Wanda took the risk, hiring Waldo & Lyle to fight her battle. And she won. After hearing her story, the jury decided that Wanda was right about what VDOT had done. It ordered the state to pay her $875,000 plus interest in “just compensation,” more than 10 times what VDOT said was fair.

But Wanda had to pay out of her pocket the cost to wage the battle. Even though she had done nothing wrong, and was trying to be made whole, the law prevented her from recovering any of those expenses. In the end, Wanda’s “just compensation” award was not in reality $875,000 but what she netted, $500,000 after the expenses were paid. This advantage gave VDOT enormous leverage every time they condemned property across Virginia. Wanda’s condemnation was the first of 14 Kempsville Road widening cases to come to court. Her success inspired the other 13 to take on VDOT in court. Each one was victorious.

In 2002, Wanda’s case came to the attention of some Virginia lawmakers who began to agitate for leveling the playing field. The first way was to make the government pay some of these expenses when it was shown in court they low balled the property owner. The state and municipal governments with condemnation power fought hard to keep their leverage. It took several years, but eventually expenses like those incurred by Wanda became recoverable. It did not happen in time to help her, but there was happy ending: with what she was paid, Wanda was able to tear down the store and rebuild with adequate parking.

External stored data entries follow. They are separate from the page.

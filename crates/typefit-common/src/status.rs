//! Hierarchical, severity-ranked validation results.
//!
//! A `Status` is a tree: every constraint check and every nested validation
//! contributes a node. Aggregation follows two rules:
//!
//! - the severity of an aggregate is the max of its own initial severity and
//!   all (transitively) added children's severities;
//! - the displayed message is adopted from the first child that *strictly*
//!   raises the running severity. Later children of equal or lower severity
//!   never overwrite it.

use crate::messages::{MessageEntry, message_text};
use crate::path::ValidationPath;
use crate::source::ByteRange;
use crate::{SourceRef, TypeId};
use rustc_hash::FxHashMap;
use serde_json::Value;
use std::fmt;

/// Well-known extras key: the schema source node a diagnostic originated at.
pub const SOURCE_EXTRA: &str = "source";
/// Well-known extras key: marks a type as a global (named, top-of-scope)
/// declaration. Discriminator defaulting looks for the nearest ancestor
/// carrying this marker.
pub const GLOBAL_EXTRA: &str = "global";
/// Well-known extras key: marks a top-level type of a schema document.
pub const TOP_LEVEL_EXTRA: &str = "topLevel";
/// Well-known extras key: set on types that are both a schema and a type.
pub const SCHEMA_AND_TYPE_EXTRA: &str = "schemaAndType";

/// Diagnostic severity, totally ordered: OK < INFO < WARNING < ERROR.
#[derive(Copy, Clone, Debug, Default, PartialEq, Eq, PartialOrd, Ord, Hash)]
pub enum Severity {
    #[default]
    Ok,
    Info,
    Warning,
    Error,
}

/// What produced a status: a type, or a facet declared by a type.
#[derive(Clone, Debug, Default, PartialEq, Eq)]
pub enum StatusSource {
    #[default]
    None,
    Type(TypeId),
    Facet {
        owner: TypeId,
        facet: &'static str,
    },
}

impl StatusSource {
    pub fn owner(&self) -> Option<TypeId> {
        match self {
            StatusSource::None => None,
            StatusSource::Type(t) => Some(*t),
            StatusSource::Facet { owner, .. } => Some(*owner),
        }
    }
}

/// One node of a diagnostic tree.
#[derive(Clone, Debug, Default, PartialEq)]
pub struct Status {
    severity: Severity,
    code: String,
    message: String,
    source: StatusSource,
    sub_status: Vec<Status>,
    path: Option<ValidationPath>,
    file_path: Option<String>,
    range: Option<ByteRange>,
    extras: FxHashMap<String, Value>,
}

/// The all-clear status.
pub fn ok() -> Status {
    Status::default()
}

impl Status {
    pub fn new(
        severity: Severity,
        code: impl Into<String>,
        message: impl Into<String>,
        source: StatusSource,
    ) -> Self {
        Self {
            severity,
            code: code.into(),
            message: message.into(),
            source,
            ..Self::default()
        }
    }

    /// An OK aggregate attributed to `source`, ready to fold children into.
    pub fn ok_for(source: StatusSource) -> Self {
        Self {
            source,
            ..Self::default()
        }
    }

    /// Build a status from a message-catalog entry, substituting
    /// `{{param}}` tokens. Panics if the template references a parameter
    /// that is not supplied (a hard configuration error, per the catalog
    /// contract).
    pub fn from_entry(
        entry: &MessageEntry,
        source: StatusSource,
        params: &[(&str, &str)],
        severity: Severity,
    ) -> Self {
        Self::new(severity, entry.code, message_text(entry, params), source)
    }

    /// Shorthand for an ERROR built from a catalog entry.
    pub fn error(entry: &MessageEntry, source: StatusSource, params: &[(&str, &str)]) -> Self {
        Self::from_entry(entry, source, params, Severity::Error)
    }

    pub fn severity(&self) -> Severity {
        self.severity
    }

    pub fn is_ok(&self) -> bool {
        self.severity == Severity::Ok
    }

    pub fn is_info(&self) -> bool {
        self.severity == Severity::Info
    }

    pub fn is_warning(&self) -> bool {
        self.severity == Severity::Warning
    }

    pub fn is_error(&self) -> bool {
        self.severity == Severity::Error
    }

    pub fn code(&self) -> &str {
        &self.code
    }

    pub fn set_code(&mut self, code: impl Into<String>) {
        self.code = code.into();
    }

    pub fn message(&self) -> &str {
        &self.message
    }

    pub fn set_message(&mut self, message: impl Into<String>) {
        self.message = message.into();
    }

    pub fn source(&self) -> &StatusSource {
        &self.source
    }

    pub fn set_source(&mut self, source: StatusSource) {
        self.source = source;
    }

    pub fn sub_statuses(&self) -> &[Status] {
        &self.sub_status
    }

    /// Fold a child status into this aggregate.
    ///
    /// If `path_segment` is given, the child's path (and transitively its
    /// children's paths) is prefixed with that segment first. The child then
    /// raises this status's severity to `max(own, child)`; on a strict raise
    /// the child's message becomes the aggregate's summary message.
    pub fn add_sub_status(&mut self, mut child: Status, path_segment: Option<&str>) {
        if let Some(name) = path_segment {
            child.prefix_path(&ValidationPath::single(name));
        }
        if self.severity < child.severity {
            self.severity = child.severity;
            self.message = child.message.clone();
        }
        self.sub_status.push(child);
    }

    /// Prefix this status's validation path with `path`, then recurse into
    /// every substatus so that each leaf carries the full root-to-leaf
    /// chain. Existing paths are extended at the front, never overwritten.
    pub fn prefix_path(&mut self, path: &ValidationPath) {
        self.path = Some(match self.path.take() {
            Some(existing) => path.clone().join(&existing),
            None => path.clone(),
        });
        for sub in &mut self.sub_status {
            sub.prefix_path(path);
        }
    }

    pub fn validation_path(&self) -> Option<&ValidationPath> {
        self.path.as_ref()
    }

    pub fn path_string(&self) -> String {
        self.path.as_ref().map(|p| p.to_string()).unwrap_or_default()
    }

    /// Flatten this tree into its terminal non-OK diagnostics.
    ///
    /// OK and INFO statuses contribute nothing. A childless ERROR/WARNING
    /// status returns itself; an aggregate returns only its non-OK leaves.
    /// Intermediate container statuses never appear in the result.
    pub fn get_errors(&self) -> Vec<&Status> {
        if self.is_error() || self.is_warning() {
            if self.sub_status.is_empty() {
                return vec![self];
            }
            return self
                .sub_status
                .iter()
                .flat_map(|s| s.get_errors())
                .collect();
        }
        Vec::new()
    }

    pub fn get_extra(&self, name: &str) -> Option<&Value> {
        self.extras.get(name)
    }

    pub fn put_extra(&mut self, name: impl Into<String>, value: Value) {
        self.extras.insert(name.into(), value);
    }

    pub fn file_path(&self) -> Option<&str> {
        self.file_path.as_deref()
    }

    pub fn range(&self) -> Option<ByteRange> {
        self.range
    }

    /// Attach an opaque source location, surfaced verbatim in tooling.
    pub fn set_source_ref(&mut self, source: &SourceRef) {
        self.file_path = Some(source.file.clone());
        self.range = source.range;
    }
}

impl fmt::Display for Status {
    fn fmt(&self, f: &mut fmt::Formatter<'_>) -> fmt::Result {
        if self.is_ok() {
            write!(f, "OK")
        } else {
            write!(f, "{}", self.message)
        }
    }
}
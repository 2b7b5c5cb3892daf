//! Automatic classification of instances against polymorphic families.
//!
//! `ac` maps an instance to the single family member it belongs to:
//! identity short-circuits for non-polymorphic and builtin types, a
//! runtime-kind check for scalars, then direct validation of every family
//! member followed by pairwise discriminator elimination. `can_do_ac`
//! reports up front whether a family is distinguishable at all.

use crate::validate::Validator;
use serde_json::Value;
use tracing::debug;
use typefit_common::status::ok;
use typefit_common::{Status, StatusSource, TypeId, messages};
use typefit_solver::TypeStore;

/// Classify `instance` to one member of `t`'s type family, or the
/// builtin `nothing` when no member (or more than one, unresolvable by
/// discriminators) fits.
pub fn ac(store: &TypeStore, t: TypeId, instance: &Value) -> TypeId {
    if !store.is_polymorphic(t) && !store.is_union(t) {
        return t;
    }
    if store.is_builtin(t) {
        return t;
    }
    let family = store.type_family(t);
    if family.is_empty() {
        return store.builtins().nothing;
    }
    if store.is_scalar(t) {
        let nothing = store.builtins().nothing;
        if store.is_number(t) {
            return if instance.is_number() { t } else { nothing };
        }
        if store.is_string(t) {
            return if instance.is_string() { t } else { nothing };
        }
        if store.is_boolean(t) {
            return if instance.is_boolean() { t } else { nothing };
        }
        return t;
    }
    if let [only] = family.as_slice() {
        return *only;
    }
    let mut validator = Validator::new(store);
    let options: Vec<TypeId> = family
        .into_iter()
        .filter(|&member| {
            validator
                .validate_direct(member, instance, true, true)
                .is_ok()
        })
        .collect();
    debug!(t = t.0, candidates = options.len(), "classification candidates");
    match discriminate(store, instance, &options) {
        Some(winner) => winner,
        None => store.builtins().nothing,
    }
}

/// Narrow a candidate set down to one member by repeated pairwise
/// selection. A pair neither member of which wins drops both candidates.
fn discriminate(store: &TypeStore, instance: &Value, options: &[TypeId]) -> Option<TypeId> {
    let mut opts: Vec<TypeId> = options.to_vec();
    while opts.len() > 1 {
        let mut pair = None;
        'scan: for i in 0..opts.len() {
            for j in 0..opts.len() {
                if opts[i] != opts[j] {
                    pair = Some((opts[i], opts[j]));
                    break 'scan;
                }
            }
        }
        let Some((t0, t1)) = pair else {
            break;
        };
        match select(store, instance, t0, t1) {
            Some(winner) if winner == t0 => opts.retain(|&x| x != t1),
            Some(_) => opts.retain(|&x| x != t0),
            None => opts.retain(|&x| x != t0 && x != t1),
        }
    }
    match opts.as_slice() {
        [only] => Some(*only),
        _ => None,
    }
}

/// Pick the better of two classification candidates, or neither.
///
/// Scalar pairs prefer the subtype. Otherwise a shared discriminator
/// property with distinct member values decides by the instance's value.
fn select(store: &TypeStore, instance: &Value, t0: TypeId, t1: TypeId) -> Option<TypeId> {
    if store.is_scalar(t0) && store.is_scalar(t1) {
        if store.all_sub_types(t0).contains(&t1) {
            return Some(t0);
        }
        if store.all_sub_types(t1).contains(&t0) {
            return Some(t1);
        }
    }
    let d0 = store.discriminator(t0)?;
    let d1 = store.discriminator(t1)?;
    if d0 != d1 {
        return None;
    }
    let v0 = store.desc_value(t0);
    let v1 = store.desc_value(t1);
    if v0 == v1 {
        return None;
    }
    match instance.get(&d0) {
        Some(actual) if *actual == v0 => Some(t0),
        Some(actual) if *actual == v1 => Some(t1),
        _ => None,
    }
}

/// Whether every pair of family members is distinguishable, either as
/// scalars or via discriminators. The result aggregates one diagnostic
/// per indistinguishable ordered pair.
pub fn can_do_ac(store: &TypeStore, t: TypeId) -> Status {
    let family = store.type_family(t);
    let mut result = Status::ok_for(StatusSource::Type(t));
    for (i, &t0) in family.iter().enumerate() {
        for (j, &t1) in family.iter().enumerate() {
            if i != j {
                result.add_sub_status(distinguishable(store, t, t0, t1), None);
            }
        }
    }
    result
}

fn distinguishable(store: &TypeStore, owner: TypeId, t0: TypeId, t1: TypeId) -> Status {
    if t0 == t1 {
        return ok();
    }
    if store.is_scalar(t0) && store.is_scalar(t1) {
        return ok();
    }
    discriminator_conflict(store, owner, t0, t1)
}

/// A pair of object members needs a shared discriminator property with
/// distinct values; anything else is a conflict.
fn discriminator_conflict(store: &TypeStore, owner: TypeId, t0: TypeId, t1: TypeId) -> Status {
    let params = [("name1", store.name(t0)), ("name2", store.name(t1))];
    let (Some(d0), Some(d1)) = (store.discriminator(t0), store.discriminator(t1)) else {
        return Status::error(
            &messages::DISCRIMINATOR_NEEDED,
            StatusSource::Type(owner),
            &params,
        );
    };
    if d0 == d1 {
        if store.desc_value(t0) != store.desc_value(t1) {
            return ok();
        }
        return Status::error(
            &messages::SAME_DISCRIMINATOR_VALUE,
            StatusSource::Type(owner),
            &params,
        );
    }
    Status::error(
        &messages::DISCRIMINATOR_NEEDED,
        StatusSource::Type(owner),
        &params,
    )
}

It would take many more cases like In A Hurry Food Store to come to light — and many more years — until the public outrage built enough to force the General Assembly to get serious about ending eminent domain abuse.

Wanda helped get the ball rolling.

Before his retirement in 2008, Dennis Hartig spent four decades reporting and editing for The Virginian-Pilot. As managing editor he directed reporting on eminent domain abuses and, later, as editorial page editor he crusaded for reforms.